L'intrigue suit les péripéties d'un ours et de son assistant ornithorynque qui sillonnent la galaxie dans un vaisseau spatial ressemblant étrangement à une benne à ordures. Au fil de l'histoire, ce duo improbable doit composer avec des policiers de l'espace corrompus, des responsables de l'hygiène tatillons et un service de livraison de nourriture pour le moins inhabituel.

L'IA omniprésente mais dissimulée à Hollywood

Mais si les spectateurs échapperont à Thanksgiving Day, pourraient-ils malgré tout regarder de l'IA sans le savoir pendant les projections principales ? Janice Min, figure influente de l'industrie hollywoodienne, en est convaincue.

"La réalité avec l'IA en ce moment à Hollywood : tout le monde ment un petit peu", confie Min, directrice générale du groupe médiatique Ankler Media. "Les studios mentent sur l'ampleur de leur utilisation."

Min, ancienne rédactrice en chef, n'hésite pas à affirmer que toutes les grandes entreprises du secteur emploient massivement cette technologie, tout en le cachant soigneusement. Elle décrit également Hollywood comme un endroit plutôt morose actuellement.

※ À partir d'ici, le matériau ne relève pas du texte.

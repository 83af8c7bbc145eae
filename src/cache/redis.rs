//! Networked cache over Redis
//!
//! Shared cache for multi-instance deployments. Uses the async
//! `ConnectionManager`, which multiplexes one connection and reconnects on
//! failure.

use super::{CacheError, CacheResult, CacheStore};
use async_trait::async_trait;
use redis::AsyncCommands;
use redis::aio::{ConnectionManager, ConnectionManagerConfig};
use std::time::Duration;

#[derive(Clone)]
pub struct RedisCache {
    conn: ConnectionManager,
}

impl RedisCache {
    pub async fn connect(url: &str) -> CacheResult<Self> {
        let client = redis::Client::open(url).map_err(backend)?;
        let config = ConnectionManagerConfig::new()
            .set_number_of_retries(1)
            .set_connection_timeout(Duration::from_millis(500));
        let conn = client
            .get_connection_manager_with_config(config)
            .await
            .map_err(backend)?;
        Ok(Self { conn })
    }
}

fn backend(e: redis::RedisError) -> CacheError {
    CacheError::Backend(e.to_string())
}

#[async_trait]
impl CacheStore for RedisCache {
    async fn get(&self, key: &str) -> CacheResult<Option<String>> {
        let mut conn = self.conn.clone();
        let value: Option<String> = conn.get(key).await.map_err(backend)?;
        Ok(value)
    }

    async fn set(&self, key: &str, value: String, ttl: Duration) -> CacheResult<()> {
        let mut conn = self.conn.clone();
        let secs = ttl.as_secs().max(1);
        let _: () = conn.set_ex(key, value, secs).await.map_err(backend)?;
        Ok(())
    }

    async fn del(&self, key: &str) -> CacheResult<()> {
        let mut conn = self.conn.clone();
        let _: () = conn.del(key).await.map_err(backend)?;
        Ok(())
    }

    async fn del_pattern(&self, pattern: &str) -> CacheResult<()> {
        // Our single-`*` patterns are valid Redis MATCH globs as-is
        let mut conn = self.conn.clone();
        let mut cursor: u64 = 0;
        loop {
            let (next, keys): (u64, Vec<String>) = redis::cmd("SCAN")
                .arg(cursor)
                .arg("MATCH")
                .arg(pattern)
                .arg("COUNT")
                .arg(100)
                .query_async(&mut conn)
                .await
                .map_err(backend)?;
            if !keys.is_empty() {
                let _: () = conn.del(keys).await.map_err(backend)?;
            }
            if next == 0 {
                break;
            }
            cursor = next;
        }
        Ok(())
    }

    async fn clear(&self) -> CacheResult<()> {
        let mut conn = self.conn.clone();
        let _: () = redis::cmd("FLUSHDB")
            .query_async(&mut conn)
            .await
            .map_err(backend)?;
        Ok(())
    }
}
//! Suggestions API Handlers
//!
//! These endpoints never fail: the gateway degrades to deterministic
//! fallbacks internally, so the handlers only shape the response.

use axum::{
    Json,
    extract::{Path, State},
};
use serde::Deserialize;

use crate::ai::Suggestion;
use crate::core::ServerState;
use crate::utils::AppResult;

/// GET /api/suggestions/menu - time-of-day menu recommendations
pub async fn menu(State(state): State<ServerState>) -> AppResult<Json<Vec<Suggestion>>> {
    Ok(Json(state.suggestions.suggest_menu().await))
}

/// GET /api/suggestions/pairing/{food_id} - one pairing suggestion
pub async fn pairing(
    State(state): State<ServerState>,
    Path(food_id): Path<String>,
) -> AppResult<Json<Option<Suggestion>>> {
    Ok(Json(state.suggestions.suggest_pairing(&food_id).await))
}

#[derive(Debug, Deserialize)]
#[serde(rename_all = "camelCase")]
pub struct UpsellRequest {
    pub food_ids: Vec<String>,
}

/// POST /api/suggestions/upsell - cart upsell suggestions
pub async fn upsell(
    State(state): State<ServerState>,
    Json(payload): Json<UpsellRequest>,
) -> AppResult<Json<Vec<Suggestion>>> {
    Ok(Json(state.suggestions.suggest_upsells(&payload.food_ids).await))
}

/// GET /api/suggestions/next-order/{order_id} - post-order recommendations
pub async fn next_order(
    State(state): State<ServerState>,
    Path(order_id): Path<String>,
) -> AppResult<Json<Vec<Suggestion>>> {
    Ok(Json(state.suggestions.suggest_next_order(&order_id).await))
}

"Je vous garantis que chaque studio, chaque plateforme de streaming, tous le font absolument", poursuit Min. "Lors de la course aux Oscars l'année dernière, il y avait eu une polémique autour de The Brutalist et de la façon dont la voix d'Adrian Brody avait été rendue plus hongroise grâce à la technologie. Cette année, c'est le silence radio."

Une industrie en pleine crise de confiance

Selon Min, ce silence s'explique par une crise de confiance profonde à Hollywood, alors que le travail se raréfie. Elle va même jusqu'à comparer la situation à celle de Detroit.

"Vous regardez Los Angeles et vous pensez que c'est ensoleillé, merveilleux, que les gens sont heureux. En réalité, les gens traversent des moments difficiles ici. Le taux de chômage de Los Angeles est bien plus élevé que la moyenne nationale", révèle Min.

"Vous voyez une ville si grande et tentaculaire, avec un sentiment de dérive : qui va arrêter ça ? Il y a vraiment une ambiance façon Detroit qui s'installe si les choses ne se corrigent pas."

Des appels au secours bouleversants

"J'ai un ami qui m'envoie des publications LinkedIn qui apparaissent dans son fil, et c'est tellement sombre", poursuit-elle. "Ce sont en grande partie des gens qui ont travaillé dans les effets visuels, et ils publient des messages désespérés, du genre 'Je serai sans abri jeudi prochain si je ne trouve pas de travail'. On a l'impression qu'ils n'exagèrent pas du tout."

Cette situation met en lumière les tensions croissantes entre l'adoption de l'intelligence artificielle dans l'industrie cinématographique et les inquiétudes légitimes des professionnels qui voient leurs emplois menacés. La controverse autour de Thanksgiving Day n'est probablement qu'un avant-goût des débats à venir.